Study material:

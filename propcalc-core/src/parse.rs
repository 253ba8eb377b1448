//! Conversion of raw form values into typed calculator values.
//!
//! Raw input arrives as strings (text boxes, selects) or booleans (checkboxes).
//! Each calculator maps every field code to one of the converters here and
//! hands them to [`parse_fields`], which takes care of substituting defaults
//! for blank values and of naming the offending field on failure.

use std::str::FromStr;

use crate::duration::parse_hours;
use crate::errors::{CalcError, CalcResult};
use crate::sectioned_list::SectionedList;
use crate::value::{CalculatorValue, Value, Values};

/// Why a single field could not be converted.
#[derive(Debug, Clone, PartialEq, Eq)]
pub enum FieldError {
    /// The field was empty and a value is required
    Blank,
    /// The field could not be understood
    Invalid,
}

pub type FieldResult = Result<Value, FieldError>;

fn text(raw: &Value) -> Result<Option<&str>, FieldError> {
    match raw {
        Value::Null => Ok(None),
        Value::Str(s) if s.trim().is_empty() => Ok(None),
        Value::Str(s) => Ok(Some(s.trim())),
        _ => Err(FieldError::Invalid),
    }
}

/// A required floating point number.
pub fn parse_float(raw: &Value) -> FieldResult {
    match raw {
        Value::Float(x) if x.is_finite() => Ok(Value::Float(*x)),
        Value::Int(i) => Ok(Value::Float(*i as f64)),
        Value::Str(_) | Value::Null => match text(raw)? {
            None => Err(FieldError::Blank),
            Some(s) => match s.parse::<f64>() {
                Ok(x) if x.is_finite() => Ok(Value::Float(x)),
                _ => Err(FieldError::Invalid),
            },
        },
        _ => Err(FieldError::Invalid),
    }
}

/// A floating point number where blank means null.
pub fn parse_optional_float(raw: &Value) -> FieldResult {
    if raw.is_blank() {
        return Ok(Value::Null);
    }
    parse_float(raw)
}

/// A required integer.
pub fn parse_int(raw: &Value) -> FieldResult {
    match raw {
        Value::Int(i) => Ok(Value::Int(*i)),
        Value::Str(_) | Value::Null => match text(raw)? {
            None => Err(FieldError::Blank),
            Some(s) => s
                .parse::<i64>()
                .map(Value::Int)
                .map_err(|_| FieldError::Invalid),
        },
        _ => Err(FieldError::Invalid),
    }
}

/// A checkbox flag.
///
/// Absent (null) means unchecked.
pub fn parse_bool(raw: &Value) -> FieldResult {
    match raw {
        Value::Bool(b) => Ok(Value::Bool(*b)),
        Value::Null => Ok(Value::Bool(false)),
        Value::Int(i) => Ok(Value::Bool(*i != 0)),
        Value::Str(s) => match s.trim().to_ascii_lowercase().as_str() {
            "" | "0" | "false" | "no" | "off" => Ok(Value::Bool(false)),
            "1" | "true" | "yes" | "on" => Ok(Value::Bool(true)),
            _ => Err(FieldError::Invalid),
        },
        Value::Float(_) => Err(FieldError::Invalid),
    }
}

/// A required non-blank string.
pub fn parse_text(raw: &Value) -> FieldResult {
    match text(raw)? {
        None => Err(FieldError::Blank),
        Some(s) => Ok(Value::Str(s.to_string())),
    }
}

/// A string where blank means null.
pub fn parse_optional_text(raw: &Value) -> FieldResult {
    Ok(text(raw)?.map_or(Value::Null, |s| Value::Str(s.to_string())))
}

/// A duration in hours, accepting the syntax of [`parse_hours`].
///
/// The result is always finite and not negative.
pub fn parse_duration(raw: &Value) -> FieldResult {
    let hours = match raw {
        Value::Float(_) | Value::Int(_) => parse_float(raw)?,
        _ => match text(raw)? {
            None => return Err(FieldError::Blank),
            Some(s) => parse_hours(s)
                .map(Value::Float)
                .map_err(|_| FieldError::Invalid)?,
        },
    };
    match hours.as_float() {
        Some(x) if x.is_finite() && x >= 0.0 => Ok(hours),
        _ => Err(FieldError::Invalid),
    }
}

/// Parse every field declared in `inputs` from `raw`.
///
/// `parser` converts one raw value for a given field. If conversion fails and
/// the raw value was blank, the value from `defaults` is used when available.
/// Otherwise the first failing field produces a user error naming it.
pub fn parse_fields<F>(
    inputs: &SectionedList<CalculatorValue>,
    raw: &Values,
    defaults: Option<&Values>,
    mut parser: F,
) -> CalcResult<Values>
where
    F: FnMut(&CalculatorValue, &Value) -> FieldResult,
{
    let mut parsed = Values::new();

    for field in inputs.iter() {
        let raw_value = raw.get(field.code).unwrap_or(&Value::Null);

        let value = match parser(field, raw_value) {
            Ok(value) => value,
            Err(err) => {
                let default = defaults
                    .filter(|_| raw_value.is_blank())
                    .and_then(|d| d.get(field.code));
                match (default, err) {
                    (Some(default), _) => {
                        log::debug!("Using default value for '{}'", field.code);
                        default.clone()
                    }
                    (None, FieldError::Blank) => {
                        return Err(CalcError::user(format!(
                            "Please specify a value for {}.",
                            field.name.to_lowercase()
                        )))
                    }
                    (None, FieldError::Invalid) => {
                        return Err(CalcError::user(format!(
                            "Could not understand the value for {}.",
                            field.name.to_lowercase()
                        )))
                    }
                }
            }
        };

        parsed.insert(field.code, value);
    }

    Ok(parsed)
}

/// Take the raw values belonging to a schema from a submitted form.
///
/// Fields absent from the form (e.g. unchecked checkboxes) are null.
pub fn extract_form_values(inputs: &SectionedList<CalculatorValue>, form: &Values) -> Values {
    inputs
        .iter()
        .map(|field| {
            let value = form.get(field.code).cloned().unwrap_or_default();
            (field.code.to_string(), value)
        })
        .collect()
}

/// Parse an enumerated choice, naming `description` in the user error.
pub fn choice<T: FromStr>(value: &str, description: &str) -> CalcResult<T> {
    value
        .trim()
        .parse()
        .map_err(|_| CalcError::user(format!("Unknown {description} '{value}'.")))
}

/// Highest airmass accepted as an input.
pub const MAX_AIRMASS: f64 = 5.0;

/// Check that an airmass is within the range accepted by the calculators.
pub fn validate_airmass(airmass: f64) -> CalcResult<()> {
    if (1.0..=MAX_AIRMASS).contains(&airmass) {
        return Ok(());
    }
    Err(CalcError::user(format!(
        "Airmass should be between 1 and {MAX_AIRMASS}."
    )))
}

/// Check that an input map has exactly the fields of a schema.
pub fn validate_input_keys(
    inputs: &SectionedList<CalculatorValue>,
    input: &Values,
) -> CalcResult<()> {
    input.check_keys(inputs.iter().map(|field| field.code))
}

Exercise goal: Pull every line containing the string "that" out of the data above and copy it.

Task output:
/// Check that an airmass is within the range accepted by the calculators.
/// Check that an input map has exactly the fields of a schema.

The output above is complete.